Impossible veggie burger with meaty taste makes its Texas debut

Impossible Burger Chris Shepherd Underbelly Hay Merchant
Chris Shepherd is the first chef in Texas to serve the Impossible Burger. Courtesy of Impossible Foods
Umami Burger Impossible Burger
Umami Burger's take on an Impossible Burger. Courtesy of Impossible Foods
Impossible Burger half
The Impossible Burger appears to "bleed" thanks to a protein called Heme. Courtesy of Impossible Foods
Impossible Burger stock photo
"It's really delicious," Chris Shepherd says. Courtesy of Impossible Foods
Impossible Burger Chris Shepherd Underbelly Hay Merchant
Umami Burger Impossible Burger
Impossible Burger half
Impossible Burger stock photo

One of America’s hottest food trends is finally making its way to Houston. The Impossible Burger, a vegan patty celebrated for the way it appears to “bleed” when cooked, will make its Texas debut at Underbelly and Hay Merchant.

“I was really skeptical at first. When I tried it, I thought, that’s really good,” Underbelly chef-owner Chris Shepherd tells CultureMap. Later, he adds, “it’s really pretty fucking cool what they did.”

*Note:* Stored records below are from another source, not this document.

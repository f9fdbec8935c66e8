//! Loopback TCP server for IPC.
//!
//! Request-response communication with push notifications for daemon events
//! to subscribed clients. Frames are 4-byte little-endian length-prefixed
//! JSON. The daemon binds a loopback address only; there is no
//! authentication beyond that.

use std::net::SocketAddr;
use std::sync::{Arc, Mutex as StdMutex};
use std::time::Instant;

use anyhow::{Context, Result};
use serde::Serialize;
use tokio::io::{AsyncReadExt, AsyncWriteExt};
use tokio::net::tcp::{OwnedReadHalf, OwnedWriteHalf};
use tokio::net::{TcpListener, TcpStream};
use tokio::sync::{broadcast, mpsc, RwLock};
use tracing::{debug, error, info, warn};

use crate::events::DaemonEvent;
use crate::hotkey::{HotkeyListener, RegistrationError};
use crate::keys::KeyCode;
use crate::state::ControlCommand;
use crate::winlist;

use super::protocol::{BoundHotkey, DaemonStatus, KeyEntry, Notification, Request, Response};

/// What the IPC surface needs from the rest of the daemon.
#[derive(Clone)]
pub struct DaemonHandle {
    /// Hotkey listener; registration calls marshal to its pump thread and
    /// return quickly, so holding the lock across them is fine.
    pub listener: Arc<StdMutex<HotkeyListener>>,
    /// Control channel into the hold controller.
    pub control: mpsc::Sender<ControlCommand>,
}

/// IPC server handling client connections.
pub struct Server {
    listener: Option<TcpListener>,
    state: Arc<RwLock<ServerState>>,
    daemon: DaemonHandle,
    shutdown_tx: broadcast::Sender<()>,
    event_tx: broadcast::Sender<DaemonEvent>,
}

/// Shared server state.
struct ServerState {
    status: DaemonStatus,
    start_time: Instant,
}

impl Server {
    /// Bind the loopback listener.
    pub async fn bind(
        addr: SocketAddr,
        daemon: DaemonHandle,
        event_tx: broadcast::Sender<DaemonEvent>,
    ) -> Result<Self> {
        let listener = TcpListener::bind(addr)
            .await
            .with_context(|| format!("failed to bind IPC listener on {}", addr))?;

        let (shutdown_tx, _) = broadcast::channel(1);

        let mut status = DaemonStatus::default();
        if let Ok(hotkey_listener) = daemon.listener.lock() {
            status.backend = hotkey_listener.backend_name().to_string();
        }

        let state = Arc::new(RwLock::new(ServerState {
            status,
            start_time: Instant::now(),
        }));

        info!(%addr, "IPC server listening");

        Ok(Self {
            listener: Some(listener),
            state,
            daemon,
            shutdown_tx,
            event_tx,
        })
    }

    /// The address the listener actually bound (relevant with port 0).
    pub fn local_addr(&self) -> Result<SocketAddr> {
        let listener = self.listener.as_ref().context("server not initialized")?;
        listener.local_addr().context("failed to read local address")
    }

    /// Mirror the hold state reported by controller events.
    pub async fn set_holding(&self, holding: bool) {
        self.state.write().await.status.holding = holding;
    }

    /// Mirror the target reported by controller events.
    pub async fn set_target(&self, target: Option<crate::inject::TargetWindowHandle>) {
        self.state.write().await.status.target = target;
    }

    /// Run the server, accepting connections.
    pub async fn run(&self) -> Result<()> {
        let listener = self.listener.as_ref().context("server not initialized")?;

        loop {
            match listener.accept().await {
                Ok((stream, addr)) => {
                    debug!(%addr, "client connected");
                    let state = Arc::clone(&self.state);
                    let daemon = self.daemon.clone();
                    let event_tx = self.event_tx.clone();
                    let mut shutdown_rx = self.shutdown_tx.subscribe();

                    tokio::spawn(async move {
                        tokio::select! {
                            result = Self::handle_client(stream, state, daemon, event_tx) => {
                                if let Err(e) = result {
                                    warn!(?e, "client handler error");
                                }
                            }
                            _ = shutdown_rx.recv() => {
                                debug!("client handler shutting down");
                            }
                        }
                    });
                }
                Err(e) => {
                    error!(?e, "accept error");
                }
            }
        }
    }

    /// Handle a single client connection.
    async fn handle_client(
        stream: TcpStream,
        state: Arc<RwLock<ServerState>>,
        daemon: DaemonHandle,
        event_tx: broadcast::Sender<DaemonEvent>,
    ) -> Result<()> {
        let (mut reader, writer) = stream.into_split();

        // All frames leave through one writer task, so responses and pushed
        // notifications cannot interleave mid-frame.
        let (out_tx, out_rx) = mpsc::channel::<Vec<u8>>(32);
        tokio::spawn(async move {
            if let Err(e) = Self::write_frames(writer, out_rx).await {
                debug!(?e, "client writer closed");
            }
        });

        let mut is_subscribed = false;

        loop {
            let request = match Self::read_frame(&mut reader).await? {
                Some(request) => request,
                None => {
                    debug!("client disconnected");
                    return Ok(());
                }
            };

            debug!(?request, "received request");

            let (response, subscribe) =
                Self::process_request(request, &state, &daemon, &event_tx).await;

            if subscribe && !is_subscribed {
                is_subscribed = true;
                Self::spawn_notifier(event_tx.subscribe(), out_tx.clone());
                debug!("client subscribed to notifications");
            }

            if out_tx.send(encode_frame(&response)?).await.is_err() {
                return Ok(());
            }
        }
    }

    /// Read one length-prefixed request. `None` on clean disconnect.
    async fn read_frame(reader: &mut OwnedReadHalf) -> Result<Option<Request>> {
        let mut len_buf = [0u8; 4];
        match reader.read_exact(&mut len_buf).await {
            Ok(_) => {}
            Err(e) if e.kind() == std::io::ErrorKind::UnexpectedEof => {
                return Ok(None);
            }
            Err(e) => return Err(e.into()),
        }

        let len = u32::from_le_bytes(len_buf) as usize;
        if len > 1024 * 1024 {
            warn!(len, "message too large, disconnecting");
            return Ok(None);
        }

        let mut msg_buf = vec![0u8; len];
        reader.read_exact(&mut msg_buf).await?;

        let request = serde_json::from_slice(&msg_buf).context("failed to parse request")?;
        Ok(Some(request))
    }

    /// Drain outbound frames onto the socket.
    async fn write_frames(
        mut writer: OwnedWriteHalf,
        mut out_rx: mpsc::Receiver<Vec<u8>>,
    ) -> Result<()> {
        while let Some(frame) = out_rx.recv().await {
            let len = (frame.len() as u32).to_le_bytes();
            writer.write_all(&len).await?;
            writer.write_all(&frame).await?;
        }
        Ok(())
    }

    /// Relay daemon events to a subscribed client until it goes away.
    fn spawn_notifier(
        mut event_rx: broadcast::Receiver<DaemonEvent>,
        out_tx: mpsc::Sender<Vec<u8>>,
    ) {
        tokio::spawn(async move {
            loop {
                match event_rx.recv().await {
                    Ok(event) => {
                        let frame = match encode_frame(&Notification::Event { event }) {
                            Ok(frame) => frame,
                            Err(e) => {
                                error!(?e, "failed to encode notification");
                                continue;
                            }
                        };
                        if out_tx.send(frame).await.is_err() {
                            break;
                        }
                    }
                    Err(broadcast::error::RecvError::Lagged(n)) => {
                        warn!(skipped = n, "notification receiver lagged");
                    }
                    Err(broadcast::error::RecvError::Closed) => break,
                }
            }
        });
    }

    /// Process a request and return a response.
    /// Returns `(Response, should_subscribe)`.
    async fn process_request(
        request: Request,
        state: &Arc<RwLock<ServerState>>,
        daemon: &DaemonHandle,
        event_tx: &broadcast::Sender<DaemonEvent>,
    ) -> (Response, bool) {
        match request {
            Request::Ping => (Response::Pong, false),

            Request::GetStatus => {
                let mut state = state.write().await;
                state.status.uptime_secs = state.start_time.elapsed().as_secs();
                (Response::Status(state.status.clone()), false)
            }

            Request::BindHotkey { modifiers, key } => {
                let result = Self::with_listener(daemon, |l| l.register(key, modifiers));
                match result {
                    Ok(()) => {
                        state.write().await.status.hotkey = Some(BoundHotkey { modifiers, key });
                        info!(%modifiers, %key, "hotkey bound via IPC");
                        let _ = event_tx.send(DaemonEvent::HotkeyBound { modifiers, key });
                        (Response::Ack, false)
                    }
                    Err(e) => (registration_error(e), false),
                }
            }

            Request::ClearHotkey => {
                let result = Self::with_listener(daemon, |l| l.unregister());
                match result {
                    Ok(()) => {
                        state.write().await.status.hotkey = None;
                        // An active hold must not outlive its binding.
                        let _ = daemon.control.send(ControlCommand::BindingCleared).await;
                        info!("hotkey cleared via IPC");
                        let _ = event_tx.send(DaemonEvent::HotkeyCleared);
                        (Response::Ack, false)
                    }
                    Err(e) => (registration_error(e), false),
                }
            }

            Request::SetTarget { target } => {
                if daemon
                    .control
                    .send(ControlCommand::SetTarget { target })
                    .await
                    .is_err()
                {
                    return (controller_gone(), false);
                }
                state.write().await.status.target = target;
                (Response::Ack, false)
            }

            Request::SetHeldKey { key } => {
                if daemon
                    .control
                    .send(ControlCommand::SetHeldKey { key })
                    .await
                    .is_err()
                {
                    return (controller_gone(), false);
                }
                state.write().await.status.held_key = key;
                (Response::Ack, false)
            }

            Request::ListWindows => match winlist::enumerate_windows() {
                Ok(windows) => (Response::Windows { windows }, false),
                Err(e) => {
                    error!(?e, "window enumeration failed");
                    (
                        Response::Error {
                            code: "window_enumeration".to_string(),
                            message: e.to_string(),
                        },
                        false,
                    )
                }
            },

            Request::ListKeys => {
                let keys = KeyCode::ALL
                    .iter()
                    .map(|&code| KeyEntry {
                        code,
                        name: code.name().unwrap_or("Unknown").to_string(),
                    })
                    .collect();
                (Response::Keys { keys }, false)
            }

            Request::Subscribe => (Response::Subscribed, true),
        }
    }

    fn with_listener(
        daemon: &DaemonHandle,
        f: impl FnOnce(&mut HotkeyListener) -> Result<(), RegistrationError>,
    ) -> Result<(), RegistrationError> {
        match daemon.listener.lock() {
            Ok(mut listener) => f(&mut listener),
            Err(_) => Err(RegistrationError::Backend(
                "hotkey listener lock poisoned".into(),
            )),
        }
    }

    /// Gracefully shut down the server.
    pub async fn shutdown(&self) {
        let _ = self.shutdown_tx.send(());
        info!("IPC server shutdown complete");
    }
}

Developed by scientist and physician Patrick Brown, the Impossible Burger is made from a mix of wheat, coconut oil, potato protein, and heme, a plant-based protein that the makers describe as the “magic ingredient” that gives the burger its meaty taste and signature look. Investors are betting on it, too; the company has raised over $100 million from companies such as UBS and people such as Bill Gates.

Since debuting in New York City at celebrity chef David Chang’s restaurant Momofuku Nishi in 2016, the Impossible Burger has landed in restaurants across the country. In May, California's Umami Burger became the first multi-unit restaurant to begin serving the product.

Overall, the critical reaction has been positive. Cookbook author and culinary explorer J. Kenji López-Alt wrote that it “smells remarkably like beef” and possesses a “mineral, meaty flavor—so long as you keep it medium-rare,” which helps the burger achieve its goal of being a viable alternative for meat eaters looking to eat more sustainably — it uses only a quarter of the water and five-percent of the land needed for a beef burger of the same size — or for vegetarians who miss the taste of meat.

Beginning Saturday, the product will replace Hay Merchant’s current vegan patty that’s made with black beans and olives. It will also be included on Underbelly’s lunch menu.

“I just feel like it’s a really great addition. It’ll be something that I don’t feel bad eating,” Shepherd says. “When you sear it, it caramelizes really nice. Then you have that texture, and you eat it like it’s medium rare. You put it in your mouth and you think it looks like a really good burger and it tastes like a good burger.”